Motor neuron degenerative disease is a chronic neurocannibalization disease, which is difficult to heal in the later stage of the disease, and when the disease is severe, it can invade the anterior horn cells of the spinal cord and the nerve nucleus of the brainstem and the pyramidal cells of the motor cortex of the brain, resulting in dyspnea, dysphagia and life-threatening, about 5%-7% of patients are caused by abnormal genetic immunity or viral infection. The remaining patients** are unknown, but have been reported to be related to heavy metals, chemical poisoning, and the surrounding environment.

Motor neurons are neurons that are responsible for transmitting messages from the spinal cord and brain to the muscles and endocrine glands that innervate organ activity. Motor neuron disease (MND) is a rare disease that is a series of chronic progressive neurodegenerative diseases characterized by motor neuron changes. At present, the cause of the disease is not clear, and patients present with muscle weakness, muscle atrophy, bulbar paralysis, etc., and usually have no paresthesias.

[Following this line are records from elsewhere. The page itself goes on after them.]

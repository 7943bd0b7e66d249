//! The fixed set of experience dimensions shared by students and colleges.

use serde::{Deserialize, Serialize};
use std::fmt;
use std::str::FromStr;

use crate::error::ValidationError;

/// Number of experience dimensions. Vectors are fixed arrays of this length.
pub const DIMENSION_COUNT: usize = 8;

/// One axis of the student experience, in canonical order.
#[derive(Debug, Clone, Copy, PartialEq, Eq, PartialOrd, Ord, Hash, Serialize, Deserialize)]
#[serde(rename_all = "snake_case")]
pub enum ExperienceDimension {
    AcademicIntensity,
    SocialLife,
    Inclusivity,
    CareerSupport,
    CollaborationVsCompetition,
    MentalHealthCulture,
    CampusSafety,
    OverallSatisfaction,
}

impl ExperienceDimension {
    pub const ALL: [ExperienceDimension; DIMENSION_COUNT] = [
        ExperienceDimension::AcademicIntensity,
        ExperienceDimension::SocialLife,
        ExperienceDimension::Inclusivity,
        ExperienceDimension::CareerSupport,
        ExperienceDimension::CollaborationVsCompetition,
        ExperienceDimension::MentalHealthCulture,
        ExperienceDimension::CampusSafety,
        ExperienceDimension::OverallSatisfaction,
    ];

    /// Position in [`ExperienceDimension::ALL`], used to index vectors.
    #[inline]
    pub fn index(self) -> usize {
        self as usize
    }

    pub fn as_str(self) -> &'static str {
        match self {
            ExperienceDimension::AcademicIntensity => "academic_intensity",
            ExperienceDimension::SocialLife => "social_life",
            ExperienceDimension::Inclusivity => "inclusivity",
            ExperienceDimension::CareerSupport => "career_support",
            ExperienceDimension::CollaborationVsCompetition => "collaboration_vs_competition",
            ExperienceDimension::MentalHealthCulture => "mental_health_culture",
            ExperienceDimension::CampusSafety => "campus_safety",
            ExperienceDimension::OverallSatisfaction => "overall_satisfaction",
        }
    }

    /// Human-readable label, e.g. "career support".
    pub fn label(self) -> String {
        self.as_str().replace('_', " ")
    }

    /// Accepts the labels a language model tends to produce ("Career Support",
    /// "mental-health culture") in addition to the canonical keys.
    pub fn parse_lenient(s: &str) -> Option<Self> {
        let normalized: String = s
            .trim()
            .chars()
            .map(|c| match c {
                ' ' | '-' => '_',
                c => c.to_ascii_lowercase(),
            })
            .collect();
        normalized.parse().ok()
    }
}

impl FromStr for ExperienceDimension {
    type Err = ValidationError;

    fn from_str(s: &str) -> Result<Self, Self::Err> {
        ExperienceDimension::ALL
            .into_iter()
            .find(|d| d.as_str() == s)
            .ok_or_else(|| ValidationError::UnknownDimension(s.to_string()))
    }
}

impl fmt::Display for ExperienceDimension {
    fn fmt(&self, f: &mut fmt::Formatter<'_>) -> fmt::Result {
        f.write_str(self.as_str())
    }
}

The disease mostly occurs in middle-aged and elderly people, and the course of the disease is mostly 2 to 6 years, and most of them have a poor prognosis, and often die of respiratory muscle paralysis or lung infection due to respiratory muscle involvement.

There is still a lack of drugs that can effectively reverse or control the progression of the disease. The motor neuron disease pathogen is diverse and affects each other, so it must be a combination of multiple methods. The ** of motor neuron disease includes **, symptomatic ** and various non-pharmacos**.

At present, there is no specific diet to avoid for MND, and a balanced diet is sufficient.

The nursing of patients with motor neuron disease should always pay attention to the nutritional status, swallowing function and respiratory status of the patients, care about the psychological status of the patients, keep the environment clean and tidy, and reduce the occurrence of complications.

Take the drug according to the doctor's instructions, understand the possible adverse reactions of the drug, and regularly review the blood routine and liver and kidney function during the medication.

Depending on their condition, patients should do some appropriate exercises under the guidance of a doctor.

For patients who have been bedridden for a long time, the surrounding environment should be kept clean and tidy, and family members or nursing staff should help patients turn over, pat their backs, massage, and scrub on time every day to reduce the occurrence of complications such as infections and bedsores.

Patients with dysphagia should slow down their eating and try to avoid aspiration.

What causes MND? Write.

774 Causes of motor neuron disease: 1. Immune factors, although a variety of antibodies and immune complexes have been detected in the serum of patients with motor neuron disease, there is no evidence that these antibodies do not selectively target motor neuron cells, and immune factors are one of the typical factors that induce motor neuron disease. Second, genetic factors, 10% of the causes of motor neurons are hereditary, called familial amyotrophic lateral sclerosis, adult form is autosomal dominant inheritance, young form is normal color dominant or recessive inheritance.

Third, the cause of poisoning, the cause of motor neurons has a significant relationship with poisoning. Fourth, viral infection, because both MND and acute polio invade motor neurons in the anterior horn of the spinal cord and a small number of polio, MND occurs later in patients with disease, so it is speculated that the ** of motor neurons is related to poliovirus-like postoperative infection.